Dataset entries
______________________________
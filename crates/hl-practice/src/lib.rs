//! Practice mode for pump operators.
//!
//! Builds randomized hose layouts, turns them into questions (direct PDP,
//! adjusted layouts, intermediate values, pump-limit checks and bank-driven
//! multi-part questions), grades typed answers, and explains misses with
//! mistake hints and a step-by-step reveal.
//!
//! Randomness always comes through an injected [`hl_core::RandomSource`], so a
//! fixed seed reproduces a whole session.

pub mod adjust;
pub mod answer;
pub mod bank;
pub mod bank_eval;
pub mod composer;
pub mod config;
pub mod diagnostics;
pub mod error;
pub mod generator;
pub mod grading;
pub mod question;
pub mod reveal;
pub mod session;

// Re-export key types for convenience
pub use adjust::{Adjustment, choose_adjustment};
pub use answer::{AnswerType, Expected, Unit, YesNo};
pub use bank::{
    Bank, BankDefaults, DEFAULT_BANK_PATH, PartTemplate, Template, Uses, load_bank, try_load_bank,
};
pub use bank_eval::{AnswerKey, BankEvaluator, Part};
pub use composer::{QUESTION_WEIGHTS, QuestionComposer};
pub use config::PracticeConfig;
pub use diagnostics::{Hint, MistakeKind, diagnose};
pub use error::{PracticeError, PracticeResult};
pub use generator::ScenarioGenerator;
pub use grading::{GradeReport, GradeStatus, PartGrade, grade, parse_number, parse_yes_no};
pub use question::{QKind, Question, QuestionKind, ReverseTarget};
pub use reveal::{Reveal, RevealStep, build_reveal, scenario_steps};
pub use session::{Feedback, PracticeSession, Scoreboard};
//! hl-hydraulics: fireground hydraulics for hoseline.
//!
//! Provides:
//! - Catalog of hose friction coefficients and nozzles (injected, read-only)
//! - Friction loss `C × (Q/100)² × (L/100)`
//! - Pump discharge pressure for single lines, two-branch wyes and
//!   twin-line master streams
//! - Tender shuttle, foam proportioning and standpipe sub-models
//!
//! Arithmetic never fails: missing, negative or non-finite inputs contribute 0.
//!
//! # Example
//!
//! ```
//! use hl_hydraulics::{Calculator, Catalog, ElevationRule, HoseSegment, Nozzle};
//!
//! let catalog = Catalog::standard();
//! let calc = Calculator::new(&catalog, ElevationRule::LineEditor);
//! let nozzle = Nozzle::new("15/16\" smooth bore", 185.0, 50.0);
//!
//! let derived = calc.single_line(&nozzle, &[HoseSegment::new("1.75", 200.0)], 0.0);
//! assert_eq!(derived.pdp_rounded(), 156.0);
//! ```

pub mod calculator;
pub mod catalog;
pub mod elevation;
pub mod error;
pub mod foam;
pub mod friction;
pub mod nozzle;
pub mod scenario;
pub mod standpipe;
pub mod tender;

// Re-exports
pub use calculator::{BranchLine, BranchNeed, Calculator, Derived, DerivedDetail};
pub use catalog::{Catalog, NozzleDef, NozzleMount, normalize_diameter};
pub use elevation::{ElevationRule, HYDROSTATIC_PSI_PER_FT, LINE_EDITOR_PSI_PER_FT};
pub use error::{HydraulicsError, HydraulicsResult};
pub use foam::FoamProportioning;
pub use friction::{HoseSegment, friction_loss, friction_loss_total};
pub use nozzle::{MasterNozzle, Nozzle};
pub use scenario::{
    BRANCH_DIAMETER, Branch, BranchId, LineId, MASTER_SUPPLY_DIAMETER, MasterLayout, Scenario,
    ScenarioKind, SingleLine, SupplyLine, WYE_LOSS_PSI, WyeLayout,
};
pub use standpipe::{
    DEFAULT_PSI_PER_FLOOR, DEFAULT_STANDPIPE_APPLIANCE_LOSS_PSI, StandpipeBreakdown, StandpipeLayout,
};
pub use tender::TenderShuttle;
______________________________
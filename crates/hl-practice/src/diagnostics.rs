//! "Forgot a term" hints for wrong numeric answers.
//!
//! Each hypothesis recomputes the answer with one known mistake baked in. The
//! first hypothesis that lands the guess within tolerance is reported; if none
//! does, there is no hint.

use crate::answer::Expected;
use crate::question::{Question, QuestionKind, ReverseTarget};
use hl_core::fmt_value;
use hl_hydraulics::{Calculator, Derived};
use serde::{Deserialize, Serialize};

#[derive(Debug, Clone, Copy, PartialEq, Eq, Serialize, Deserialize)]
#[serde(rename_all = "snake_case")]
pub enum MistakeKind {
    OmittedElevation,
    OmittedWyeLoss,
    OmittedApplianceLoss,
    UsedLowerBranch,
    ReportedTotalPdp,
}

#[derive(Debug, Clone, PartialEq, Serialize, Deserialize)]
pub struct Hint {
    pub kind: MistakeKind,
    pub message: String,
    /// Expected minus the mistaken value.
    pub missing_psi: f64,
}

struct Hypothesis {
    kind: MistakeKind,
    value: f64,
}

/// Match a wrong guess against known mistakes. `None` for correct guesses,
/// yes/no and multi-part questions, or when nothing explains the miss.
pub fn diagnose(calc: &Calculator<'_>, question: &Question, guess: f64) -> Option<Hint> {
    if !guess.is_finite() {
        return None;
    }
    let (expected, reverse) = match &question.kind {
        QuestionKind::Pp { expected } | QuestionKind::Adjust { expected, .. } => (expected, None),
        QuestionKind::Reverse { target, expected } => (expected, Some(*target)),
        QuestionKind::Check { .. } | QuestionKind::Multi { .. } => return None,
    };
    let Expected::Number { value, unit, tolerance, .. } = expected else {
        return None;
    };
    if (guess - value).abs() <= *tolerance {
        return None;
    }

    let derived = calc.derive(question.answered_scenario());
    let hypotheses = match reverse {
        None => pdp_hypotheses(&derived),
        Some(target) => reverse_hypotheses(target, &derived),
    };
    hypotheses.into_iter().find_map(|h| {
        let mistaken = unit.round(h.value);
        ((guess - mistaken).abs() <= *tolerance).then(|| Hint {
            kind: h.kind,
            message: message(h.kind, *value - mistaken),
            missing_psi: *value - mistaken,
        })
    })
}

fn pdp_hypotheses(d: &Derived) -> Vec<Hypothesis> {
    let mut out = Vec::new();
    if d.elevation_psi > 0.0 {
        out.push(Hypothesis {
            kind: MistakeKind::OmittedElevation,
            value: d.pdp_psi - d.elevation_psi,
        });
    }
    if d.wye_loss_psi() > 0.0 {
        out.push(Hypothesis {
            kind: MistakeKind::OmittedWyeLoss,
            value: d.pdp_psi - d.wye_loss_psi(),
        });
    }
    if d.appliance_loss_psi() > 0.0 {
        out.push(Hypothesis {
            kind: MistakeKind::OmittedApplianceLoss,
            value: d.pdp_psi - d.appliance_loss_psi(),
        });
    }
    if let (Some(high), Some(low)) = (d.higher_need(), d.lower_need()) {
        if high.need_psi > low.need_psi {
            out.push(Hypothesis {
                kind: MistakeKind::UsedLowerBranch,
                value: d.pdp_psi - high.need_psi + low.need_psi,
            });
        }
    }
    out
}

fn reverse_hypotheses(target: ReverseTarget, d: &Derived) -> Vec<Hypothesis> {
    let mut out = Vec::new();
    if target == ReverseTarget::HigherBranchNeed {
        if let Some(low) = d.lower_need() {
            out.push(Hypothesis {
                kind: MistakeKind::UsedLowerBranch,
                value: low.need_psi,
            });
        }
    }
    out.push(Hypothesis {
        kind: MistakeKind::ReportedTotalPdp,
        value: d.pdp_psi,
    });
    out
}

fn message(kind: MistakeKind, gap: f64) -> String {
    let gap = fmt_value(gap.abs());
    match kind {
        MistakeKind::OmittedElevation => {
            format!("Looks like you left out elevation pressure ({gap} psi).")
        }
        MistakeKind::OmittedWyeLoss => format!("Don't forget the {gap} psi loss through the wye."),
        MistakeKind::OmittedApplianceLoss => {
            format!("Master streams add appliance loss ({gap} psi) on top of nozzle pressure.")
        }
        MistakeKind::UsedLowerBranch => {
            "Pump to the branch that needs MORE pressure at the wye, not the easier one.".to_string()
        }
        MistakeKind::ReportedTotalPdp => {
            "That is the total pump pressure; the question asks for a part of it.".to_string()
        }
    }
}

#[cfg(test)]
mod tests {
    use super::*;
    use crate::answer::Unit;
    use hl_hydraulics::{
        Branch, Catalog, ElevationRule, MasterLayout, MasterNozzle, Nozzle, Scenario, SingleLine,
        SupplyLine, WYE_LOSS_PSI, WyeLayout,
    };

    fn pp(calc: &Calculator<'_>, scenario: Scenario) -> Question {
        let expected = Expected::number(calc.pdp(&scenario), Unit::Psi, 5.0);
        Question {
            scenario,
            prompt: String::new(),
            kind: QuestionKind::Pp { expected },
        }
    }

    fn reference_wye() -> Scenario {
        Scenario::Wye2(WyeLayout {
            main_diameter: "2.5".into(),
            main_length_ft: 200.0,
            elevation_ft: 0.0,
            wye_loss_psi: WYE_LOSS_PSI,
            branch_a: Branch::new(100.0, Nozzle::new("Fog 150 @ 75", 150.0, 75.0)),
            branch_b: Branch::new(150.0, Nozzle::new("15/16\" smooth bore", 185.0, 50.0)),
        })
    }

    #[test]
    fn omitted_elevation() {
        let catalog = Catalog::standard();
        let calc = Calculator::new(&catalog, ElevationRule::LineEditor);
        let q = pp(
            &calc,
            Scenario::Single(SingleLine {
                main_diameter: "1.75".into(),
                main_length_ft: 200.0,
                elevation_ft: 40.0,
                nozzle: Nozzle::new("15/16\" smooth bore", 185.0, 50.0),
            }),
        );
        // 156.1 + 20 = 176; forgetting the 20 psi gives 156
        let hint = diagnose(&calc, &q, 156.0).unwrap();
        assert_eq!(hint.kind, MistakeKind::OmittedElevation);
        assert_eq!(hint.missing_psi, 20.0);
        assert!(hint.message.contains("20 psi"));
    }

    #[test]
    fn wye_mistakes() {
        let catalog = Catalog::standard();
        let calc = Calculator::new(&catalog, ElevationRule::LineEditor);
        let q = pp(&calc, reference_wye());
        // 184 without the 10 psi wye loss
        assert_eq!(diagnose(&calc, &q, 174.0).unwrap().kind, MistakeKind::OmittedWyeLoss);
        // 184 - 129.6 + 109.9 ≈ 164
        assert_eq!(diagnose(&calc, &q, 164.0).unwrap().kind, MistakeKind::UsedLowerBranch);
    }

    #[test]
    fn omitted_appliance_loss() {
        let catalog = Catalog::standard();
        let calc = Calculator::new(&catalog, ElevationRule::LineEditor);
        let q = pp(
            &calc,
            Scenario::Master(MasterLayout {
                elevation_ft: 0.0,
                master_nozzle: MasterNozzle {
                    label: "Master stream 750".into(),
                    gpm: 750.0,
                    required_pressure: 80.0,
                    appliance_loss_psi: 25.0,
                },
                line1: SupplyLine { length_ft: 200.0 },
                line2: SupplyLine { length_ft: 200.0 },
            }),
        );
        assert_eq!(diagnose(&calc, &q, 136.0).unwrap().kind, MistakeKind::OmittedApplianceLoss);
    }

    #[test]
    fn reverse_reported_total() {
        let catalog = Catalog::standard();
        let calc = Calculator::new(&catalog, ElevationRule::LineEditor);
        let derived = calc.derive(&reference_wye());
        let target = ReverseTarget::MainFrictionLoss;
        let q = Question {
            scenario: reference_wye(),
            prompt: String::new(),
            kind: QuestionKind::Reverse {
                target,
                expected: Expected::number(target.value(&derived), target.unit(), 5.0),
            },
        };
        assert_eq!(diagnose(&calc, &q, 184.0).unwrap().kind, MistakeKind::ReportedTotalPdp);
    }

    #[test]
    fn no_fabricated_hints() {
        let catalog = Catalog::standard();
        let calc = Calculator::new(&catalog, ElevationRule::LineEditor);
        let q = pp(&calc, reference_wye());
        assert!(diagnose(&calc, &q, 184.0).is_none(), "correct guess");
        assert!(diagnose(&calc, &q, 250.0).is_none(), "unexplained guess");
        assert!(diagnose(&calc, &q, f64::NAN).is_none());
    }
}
______________________________
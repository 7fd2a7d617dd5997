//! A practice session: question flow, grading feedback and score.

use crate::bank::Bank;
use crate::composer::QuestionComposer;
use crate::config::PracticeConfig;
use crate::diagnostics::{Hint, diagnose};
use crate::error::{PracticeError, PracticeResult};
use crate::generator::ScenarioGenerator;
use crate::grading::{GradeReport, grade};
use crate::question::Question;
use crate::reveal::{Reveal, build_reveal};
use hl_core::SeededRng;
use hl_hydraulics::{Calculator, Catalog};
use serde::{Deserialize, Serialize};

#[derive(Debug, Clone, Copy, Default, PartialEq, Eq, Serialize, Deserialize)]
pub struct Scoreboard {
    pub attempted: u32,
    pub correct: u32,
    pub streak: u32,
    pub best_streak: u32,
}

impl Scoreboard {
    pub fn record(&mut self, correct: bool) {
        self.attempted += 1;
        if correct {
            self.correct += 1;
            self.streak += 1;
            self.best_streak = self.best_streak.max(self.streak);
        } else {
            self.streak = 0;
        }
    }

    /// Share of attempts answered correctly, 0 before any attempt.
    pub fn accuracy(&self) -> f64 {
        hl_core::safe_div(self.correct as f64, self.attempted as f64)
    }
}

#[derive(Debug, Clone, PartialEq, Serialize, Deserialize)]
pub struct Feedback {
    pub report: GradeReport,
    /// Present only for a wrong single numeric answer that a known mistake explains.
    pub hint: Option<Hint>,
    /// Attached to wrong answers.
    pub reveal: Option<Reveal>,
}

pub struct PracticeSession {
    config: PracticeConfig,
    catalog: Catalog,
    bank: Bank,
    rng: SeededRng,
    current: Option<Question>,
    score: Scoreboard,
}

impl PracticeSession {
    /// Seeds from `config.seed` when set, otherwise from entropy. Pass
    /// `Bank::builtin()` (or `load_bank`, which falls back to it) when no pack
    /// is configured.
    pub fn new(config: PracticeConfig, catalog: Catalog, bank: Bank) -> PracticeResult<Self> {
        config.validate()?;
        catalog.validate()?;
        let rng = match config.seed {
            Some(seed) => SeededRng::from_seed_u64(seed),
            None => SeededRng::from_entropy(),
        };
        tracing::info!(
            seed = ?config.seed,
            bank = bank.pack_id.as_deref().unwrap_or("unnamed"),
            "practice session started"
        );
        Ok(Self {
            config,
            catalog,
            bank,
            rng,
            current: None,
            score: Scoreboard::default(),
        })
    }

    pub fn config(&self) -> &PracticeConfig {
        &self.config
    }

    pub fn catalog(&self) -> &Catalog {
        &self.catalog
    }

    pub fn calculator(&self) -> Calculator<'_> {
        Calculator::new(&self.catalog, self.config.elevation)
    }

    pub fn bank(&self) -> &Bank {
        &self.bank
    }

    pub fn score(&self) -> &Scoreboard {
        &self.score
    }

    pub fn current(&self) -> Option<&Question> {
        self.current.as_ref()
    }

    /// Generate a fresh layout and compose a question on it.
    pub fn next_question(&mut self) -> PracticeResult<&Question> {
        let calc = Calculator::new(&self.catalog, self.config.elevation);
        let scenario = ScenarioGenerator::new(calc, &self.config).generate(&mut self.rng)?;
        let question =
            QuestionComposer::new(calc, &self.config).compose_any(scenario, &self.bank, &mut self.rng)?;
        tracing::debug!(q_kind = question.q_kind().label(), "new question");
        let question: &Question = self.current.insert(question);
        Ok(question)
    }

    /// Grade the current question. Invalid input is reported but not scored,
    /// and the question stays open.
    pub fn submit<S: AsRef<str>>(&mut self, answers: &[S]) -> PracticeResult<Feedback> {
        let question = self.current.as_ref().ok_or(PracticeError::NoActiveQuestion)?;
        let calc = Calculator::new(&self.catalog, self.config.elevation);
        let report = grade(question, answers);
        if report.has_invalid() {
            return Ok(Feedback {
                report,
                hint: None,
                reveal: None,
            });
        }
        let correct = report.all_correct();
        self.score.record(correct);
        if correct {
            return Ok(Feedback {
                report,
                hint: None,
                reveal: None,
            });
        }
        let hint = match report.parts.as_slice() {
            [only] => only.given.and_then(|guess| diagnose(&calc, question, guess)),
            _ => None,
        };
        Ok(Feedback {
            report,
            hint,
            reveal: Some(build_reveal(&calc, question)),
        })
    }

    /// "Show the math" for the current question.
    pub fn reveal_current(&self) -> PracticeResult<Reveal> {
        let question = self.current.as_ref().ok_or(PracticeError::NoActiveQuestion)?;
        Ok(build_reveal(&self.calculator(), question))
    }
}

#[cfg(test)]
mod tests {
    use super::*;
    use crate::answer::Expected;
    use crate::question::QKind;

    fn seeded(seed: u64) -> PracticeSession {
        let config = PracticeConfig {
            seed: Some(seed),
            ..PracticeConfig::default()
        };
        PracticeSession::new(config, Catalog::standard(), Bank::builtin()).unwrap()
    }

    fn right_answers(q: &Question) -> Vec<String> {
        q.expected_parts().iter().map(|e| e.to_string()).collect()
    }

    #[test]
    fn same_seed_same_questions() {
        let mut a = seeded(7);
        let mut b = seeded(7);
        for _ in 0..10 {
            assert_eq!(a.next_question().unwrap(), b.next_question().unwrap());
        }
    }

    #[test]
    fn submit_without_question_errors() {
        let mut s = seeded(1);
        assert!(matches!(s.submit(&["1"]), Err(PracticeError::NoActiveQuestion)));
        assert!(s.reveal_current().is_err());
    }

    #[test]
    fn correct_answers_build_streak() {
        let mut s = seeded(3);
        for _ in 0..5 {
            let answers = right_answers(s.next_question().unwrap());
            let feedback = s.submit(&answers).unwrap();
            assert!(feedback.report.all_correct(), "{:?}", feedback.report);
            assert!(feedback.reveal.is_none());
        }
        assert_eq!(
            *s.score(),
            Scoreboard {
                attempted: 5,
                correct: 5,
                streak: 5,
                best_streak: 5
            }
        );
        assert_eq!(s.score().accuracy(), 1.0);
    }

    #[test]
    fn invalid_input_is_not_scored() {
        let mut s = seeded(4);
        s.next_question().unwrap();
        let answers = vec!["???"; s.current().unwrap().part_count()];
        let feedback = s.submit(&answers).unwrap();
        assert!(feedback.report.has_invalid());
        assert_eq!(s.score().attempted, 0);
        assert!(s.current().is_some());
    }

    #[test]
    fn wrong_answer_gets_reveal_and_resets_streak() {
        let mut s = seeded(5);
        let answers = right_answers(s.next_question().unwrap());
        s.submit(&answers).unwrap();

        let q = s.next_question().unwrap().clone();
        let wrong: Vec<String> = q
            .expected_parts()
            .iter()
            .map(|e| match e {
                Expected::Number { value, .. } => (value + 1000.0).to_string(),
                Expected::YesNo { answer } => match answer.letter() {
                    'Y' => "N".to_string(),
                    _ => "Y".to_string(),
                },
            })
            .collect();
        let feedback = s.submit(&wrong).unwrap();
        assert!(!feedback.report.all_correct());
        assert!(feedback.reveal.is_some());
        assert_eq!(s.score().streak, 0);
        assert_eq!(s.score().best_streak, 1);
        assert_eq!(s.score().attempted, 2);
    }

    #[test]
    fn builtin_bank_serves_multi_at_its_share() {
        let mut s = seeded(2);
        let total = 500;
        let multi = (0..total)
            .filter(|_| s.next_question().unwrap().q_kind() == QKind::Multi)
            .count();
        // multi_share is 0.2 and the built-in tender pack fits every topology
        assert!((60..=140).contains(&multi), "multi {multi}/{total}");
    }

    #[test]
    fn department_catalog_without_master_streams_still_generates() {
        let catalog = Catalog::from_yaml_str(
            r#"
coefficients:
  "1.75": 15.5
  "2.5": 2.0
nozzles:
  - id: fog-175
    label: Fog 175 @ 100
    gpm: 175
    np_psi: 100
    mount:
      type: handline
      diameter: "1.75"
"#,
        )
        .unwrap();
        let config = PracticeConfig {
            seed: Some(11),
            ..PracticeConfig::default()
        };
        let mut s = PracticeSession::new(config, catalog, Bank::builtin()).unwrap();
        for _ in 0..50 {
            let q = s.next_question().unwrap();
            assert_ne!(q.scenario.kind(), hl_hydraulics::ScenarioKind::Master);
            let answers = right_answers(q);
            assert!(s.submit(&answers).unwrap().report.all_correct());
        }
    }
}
______________________________
**Problem details:** Taking the entries above, write out exactly each line from the one holding "filename crates/hl-practice/src/lib.rs" to the one holding "checks and bank-driven", both included, and stop there.

**Task answer:**
filename crates/hl-practice/src/lib.rs
//! Practice mode for pump operators.
//!
//! Builds randomized hose layouts, turns them into questions (direct PDP,
//! adjusted layouts, intermediate values, pump-limit checks and bank-driven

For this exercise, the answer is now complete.